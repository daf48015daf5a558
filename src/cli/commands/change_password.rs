//! `secrets-vault change-password`: re-encrypt under a new password.

use crate::cli::open_vault;
use crate::cli::output;
use crate::errors::Result;

/// Execute the `change-password` command.
pub fn execute() -> Result<()> {
    let vault = open_vault(None, None)?;
    if !vault.has_stored_password() {
        output::info("Enter the current password, then choose a new one.");
    }

    let files = vault.change_password(None, None)?;

    output::success(&format!(
        "Password changed for '{}' ({files} file(s) re-encrypted)",
        vault.context().project_name()
    ));
    Ok(())
}
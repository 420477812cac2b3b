// SPDX-License-Identifier: BUSL-1.1
// Copyright (c) 2026 Alfred Jean LLC

use super::*;

#[test]
fn gemini_output_is_trimmed_passthrough() {
    assert_eq!(parse_response(Provider::Gemini, "  done\n\n"), "done");
}

#[test]
fn codex_collects_agent_messages_from_completed_items() {
    let stdout = concat!(
        r#"{"type":"item.started","item":{"type":"agent_message"}}"#,
        "\n",
        r#"{"type":"item.completed","item":{"type":"agent_message","text":"first"}}"#,
        "\n",
        r#"{"type":"item.completed","item":{"type":"command_execution","text":"ls"}}"#,
        "\n",
        r#"{"type":"item.completed","item":{"type":"agent_message","text":"second"}}"#,
        "\n",
    );
    assert_eq!(parse_response(Provider::Codex, stdout), "first\nsecond");
}

#[test]
fn codex_collects_message_and_output_text_records() {
    let stdout = concat!(
        r#"{"type":"message","text":"hello"}"#,
        "\n",
        r#"{"type":"output_text","text":"world"}"#,
        "\n",
    );
    assert_eq!(parse_response(Provider::Codex, stdout), "hello\nworld");
}

#[test]
fn codex_skips_undecodable_lines_silently() {
    let stdout = concat!(
        "warning: something on stderr leaked here\n",
        r#"{"type":"item.completed","item":{"type":"agent_message","text":"kept"}}"#,
        "\n",
        "{broken json\n",
    );
    assert_eq!(parse_response(Provider::Codex, stdout), "kept");
}

#[test]
fn codex_falls_back_to_raw_stdout_when_nothing_extracted() {
    assert_eq!(parse_response(Provider::Codex, "plain text answer\n"), "plain text answer");
    let events_without_text = r#"{"type":"turn.completed","usage":{}}"#;
    assert_eq!(parse_response(Provider::Codex, events_without_text), events_without_text);
}

#[test]
fn codex_ignores_records_missing_text_fields() {
    let stdout = concat!(
        r#"{"type":"message"}"#,
        "\n",
        r#"{"type":"item.completed","item":{"type":"agent_message"}}"#,
        "\n",
        r#"{"type":"message","text":"only this"}"#,
        "\n",
    );
    assert_eq!(parse_response(Provider::Codex, stdout), "only this");
}
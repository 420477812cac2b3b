// SPDX-License-Identifier: BUSL-1.1
// Copyright (c) 2026 Alfred Jean LLC

use super::*;

#[test]
fn minimal_document_gets_defaults() {
    let config: BridgeConfig = serde_json::from_value(serde_json::json!({
        "teamName": "backend",
        "workerName": "w1",
        "provider": "codex",
        "workingDirectory": "/home/dev/project",
    }))
    .unwrap();
    assert_eq!(config.model, None);
    assert_eq!(config.poll_interval_ms, 3_000);
    assert_eq!(config.task_timeout_ms, 600_000);
    assert_eq!(config.max_consecutive_errors, 3);
    assert_eq!(config.outbox_max_lines, 500);
    assert_eq!(config.max_retries, 5);
}

#[test]
fn overrides_are_honored() {
    let config: BridgeConfig = serde_json::from_value(serde_json::json!({
        "teamName": "backend",
        "workerName": "w1",
        "provider": "gemini",
        "workingDirectory": "/home/dev/project",
        "model": "gemini-2.5-pro",
        "pollIntervalMs": 100,
        "taskTimeoutMs": 5_000,
        "maxConsecutiveErrors": 1,
        "outboxMaxLines": 10,
        "maxRetries": 2,
    }))
    .unwrap();
    assert_eq!(config.provider, Provider::Gemini);
    assert_eq!(config.model.as_deref(), Some("gemini-2.5-pro"));
    assert_eq!(config.poll_interval(), std::time::Duration::from_millis(100));
    assert_eq!(config.max_retries, 2);
}

#[test]
fn unknown_provider_is_rejected() {
    let result: Result<BridgeConfig, _> = serde_json::from_value(serde_json::json!({
        "teamName": "backend",
        "workerName": "w1",
        "provider": "claude",
        "workingDirectory": "/home/dev/project",
    }));
    assert!(result.is_err());
}
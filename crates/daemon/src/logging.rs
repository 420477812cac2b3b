// SPDX-License-Identifier: BUSL-1.1
// Copyright (c) 2026 Alfred Jean LLC

//! File logging under the state root.

use omc_core::BridgeConfig;
use std::path::Path;
use tracing_appender::non_blocking::WorkerGuard;
use tracing_subscriber::EnvFilter;

/// Initialize tracing with a per-worker log file under `<state>/logs/`.
///
/// Returns the appender guard; dropping it flushes buffered log lines.
/// Returns `None` when the logs directory cannot be created or a
/// subscriber is already installed (tests) — the daemon runs unlogged
/// rather than not at all.
pub fn init(state_root: &Path, config: &BridgeConfig) -> Option<WorkerGuard> {
    let logs_dir = state_root.join("logs");
    if let Err(e) = std::fs::create_dir_all(&logs_dir) {
        eprintln!("omcd: cannot create log directory {}: {}", logs_dir.display(), e);
        return None;
    }
    let appender = tracing_appender::rolling::never(
        &logs_dir,
        format!("omcd-{}-{}.log", config.team_name, config.worker_name),
    );
    let (writer, guard) = tracing_appender::non_blocking(appender);
    let filter = EnvFilter::try_from_env(crate::env::LOG_FILTER_VAR)
        .unwrap_or_else(|_| EnvFilter::new("info"));
    let initialized = tracing_subscriber::fmt()
        .with_env_filter(filter)
        .with_writer(writer)
        .with_ansi(false)
        .try_init();
    initialized.ok().map(|_| guard)
}
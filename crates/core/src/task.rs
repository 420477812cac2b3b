// SPDX-License-Identifier: BUSL-1.1
// Copyright (c) 2026 Alfred Jean LLC

//! Task descriptors and failure sidecars.

use crate::sanitize::is_safe_char;
use chrono::{DateTime, Utc};
use serde::{Deserialize, Serialize};
use std::fmt;
use thiserror::Error;

#[derive(Debug, Error, PartialEq, Eq)]
pub enum TaskIdError {
    #[error("task id is empty")]
    Empty,

    #[error("task id contains unsafe characters: {0:?}")]
    Unsafe(String),
}

/// Identifier for a task, used verbatim as a filename stem.
///
/// Task ids are assigned by the team lead and validated strictly rather
/// than rewritten: an id outside `[A-Za-z0-9._-]+` is rejected, not fixed.
#[derive(Debug, Clone, PartialEq, Eq, Hash, Serialize)]
#[serde(transparent)]
pub struct TaskId(String);

impl TaskId {
    pub fn parse(id: impl Into<String>) -> Result<Self, TaskIdError> {
        let id = id.into();
        if id.is_empty() {
            return Err(TaskIdError::Empty);
        }
        if id.chars().all(|c| c == '.') || !id.chars().all(is_safe_char) {
            return Err(TaskIdError::Unsafe(id));
        }
        Ok(Self(id))
    }

    pub fn as_str(&self) -> &str {
        &self.0
    }
}

impl fmt::Display for TaskId {
    fn fmt(&self, f: &mut fmt::Formatter<'_>) -> fmt::Result {
        write!(f, "{}", self.0)
    }
}

impl AsRef<str> for TaskId {
    fn as_ref(&self) -> &str {
        &self.0
    }
}

impl PartialEq<str> for TaskId {
    fn eq(&self, other: &str) -> bool {
        self.0 == other
    }
}

impl PartialEq<&str> for TaskId {
    fn eq(&self, other: &&str) -> bool {
        self.0 == *other
    }
}

impl<'de> Deserialize<'de> for TaskId {
    fn deserialize<D>(deserializer: D) -> Result<Self, D::Error>
    where
        D: serde::Deserializer<'de>,
    {
        let s = String::deserialize(deserializer)?;
        TaskId::parse(s).map_err(serde::de::Error::custom)
    }
}

/// Task lifecycle status.
#[derive(Debug, Clone, Copy, PartialEq, Eq, Serialize, Deserialize)]
#[serde(rename_all = "snake_case")]
pub enum TaskStatus {
    Pending,
    InProgress,
    Completed,
}

impl fmt::Display for TaskStatus {
    fn fmt(&self, f: &mut fmt::Formatter<'_>) -> fmt::Result {
        let s = match self {
            TaskStatus::Pending => "pending",
            TaskStatus::InProgress => "in_progress",
            TaskStatus::Completed => "completed",
        };
        write!(f, "{}", s)
    }
}

/// One task document in a team's task directory.
///
/// Tasks are created by the team lead and mutated only by their owning
/// worker. Fields this worker version does not model are preserved across
/// updates by the store's merge-on-write, so the struct only needs the
/// fields the bridge reads.
#[derive(Debug, Clone, PartialEq, Serialize, Deserialize)]
#[serde(rename_all = "camelCase")]
pub struct Task {
    pub id: TaskId,
    #[serde(default)]
    pub subject: String,
    #[serde(default)]
    pub description: String,
    pub owner: String,
    pub status: TaskStatus,
    #[serde(default)]
    pub blocked_by: Vec<TaskId>,
    #[serde(default)]
    pub metadata: serde_json::Map<String, serde_json::Value>,
    /// Worker name written during the claim dance.
    #[serde(default, skip_serializing_if = "Option::is_none")]
    pub claimed_by: Option<String>,
    /// Claim time, epoch millis.
    #[serde(default, skip_serializing_if = "Option::is_none")]
    pub claimed_at: Option<u64>,
    /// Pid of the claiming daemon, for detecting stale restarts.
    #[serde(default, skip_serializing_if = "Option::is_none")]
    pub claim_pid: Option<u32>,
}

/// Sidecar document recording execution failures for one task.
///
/// Created on the first failure, incremented on each subsequent one,
/// never deleted.
#[derive(Debug, Clone, PartialEq, Serialize, Deserialize)]
#[serde(rename_all = "camelCase")]
pub struct TaskFailure {
    pub error: String,
    pub attempts: u32,
    pub last_failed_at: DateTime<Utc>,
}

#[cfg(test)]
#[path = "task_tests.rs"]
mod tests;
// SPDX-License-Identifier: BUSL-1.1
// Copyright (c) 2026 Alfred Jean LLC

//! Atomic file primitives.
//!
//! Single-document files are written to a temp name in the target
//! directory and renamed into place, so readers in other processes never
//! observe a partial document. Files are 0o600 and directories 0o700:
//! the fabric relies on owner-only permissions instead of locking.

use serde::Serialize;
use std::fs::{self, OpenOptions};
use std::io::Write;
use std::os::unix::fs::{DirBuilderExt, OpenOptionsExt};
use std::path::{Path, PathBuf};
use std::time::{SystemTime, UNIX_EPOCH};
use thiserror::Error;

pub const FILE_MODE: u32 = 0o600;
pub const DIR_MODE: u32 = 0o700;

#[derive(Debug, Error)]
pub enum FsError {
    #[error("{path}: {source}")]
    Io {
        path: PathBuf,
        #[source]
        source: std::io::Error,
    },

    #[error("path has no parent directory: {0}")]
    NoParent(PathBuf),

    #[error("encode: {0}")]
    Encode(#[from] serde_json::Error),
}

impl FsError {
    pub(crate) fn io(path: &Path, source: std::io::Error) -> Self {
        FsError::Io { path: path.to_path_buf(), source }
    }
}

/// Current epoch time in milliseconds.
pub fn epoch_ms_now() -> u64 {
    SystemTime::now().duration_since(UNIX_EPOCH).unwrap_or_default().as_millis() as u64
}

/// Create a directory tree with owner-only permissions.
pub fn create_dir_private(dir: &Path) -> Result<(), FsError> {
    fs::DirBuilder::new()
        .recursive(true)
        .mode(DIR_MODE)
        .create(dir)
        .map_err(|e| FsError::io(dir, e))
}

/// Write a file atomically: temp file in the same directory, then rename.
///
/// The temp name is qualified by pid and millisecond timestamp so two
/// workers writing the same target never collide on the temp path.
pub fn write_atomic(path: &Path, contents: &[u8]) -> Result<(), FsError> {
    let parent = path.parent().ok_or_else(|| FsError::NoParent(path.to_path_buf()))?;
    create_dir_private(parent)?;
    let file_name = path.file_name().map(|n| n.to_string_lossy().into_owned()).unwrap_or_default();
    let tmp = parent.join(format!(
        ".{}.{}.{}.tmp",
        file_name,
        std::process::id(),
        epoch_ms_now()
    ));
    let write = (|| {
        let mut file = OpenOptions::new()
            .write(true)
            .create_new(true)
            .mode(FILE_MODE)
            .open(&tmp)?;
        file.write_all(contents)?;
        file.flush()
    })();
    if let Err(e) = write {
        let _ = fs::remove_file(&tmp);
        return Err(FsError::io(&tmp, e));
    }
    fs::rename(&tmp, path).map_err(|e| {
        let _ = fs::remove_file(&tmp);
        FsError::io(path, e)
    })
}

/// Write one pretty-printed JSON document plus a trailing newline.
pub fn write_json_pretty<T: Serialize>(path: &Path, value: &T) -> Result<(), FsError> {
    let mut contents = serde_json::to_vec_pretty(value)?;
    contents.push(b'\n');
    write_atomic(path, &contents)
}

/// Append one line to a log file, creating it (and its directory) if needed.
pub fn append_line(path: &Path, line: &str) -> Result<(), FsError> {
    let parent = path.parent().ok_or_else(|| FsError::NoParent(path.to_path_buf()))?;
    create_dir_private(parent)?;
    let mut file = OpenOptions::new()
        .append(true)
        .create(true)
        .mode(FILE_MODE)
        .open(path)
        .map_err(|e| FsError::io(path, e))?;
    file.write_all(line.as_bytes()).map_err(|e| FsError::io(path, e))?;
    file.write_all(b"\n").map_err(|e| FsError::io(path, e))
}

#[cfg(test)]
#[path = "fsutil_tests.rs"]
mod tests;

————————

-- AIM OF THE EXERCISE --
Reproduce each line of the records in which the word "BridgeConfig" appears.

-- WRITTEN ANSWER --
    let config: BridgeConfig = serde_json::from_value(serde_json::json!({
    let config: BridgeConfig = serde_json::from_value(serde_json::json!({
    let result: Result<BridgeConfig, _> = serde_json::from_value(serde_json::json!({
use omc_core::BridgeConfig;
pub fn init(state_root: &Path, config: &BridgeConfig) -> Option<WorkerGuard> {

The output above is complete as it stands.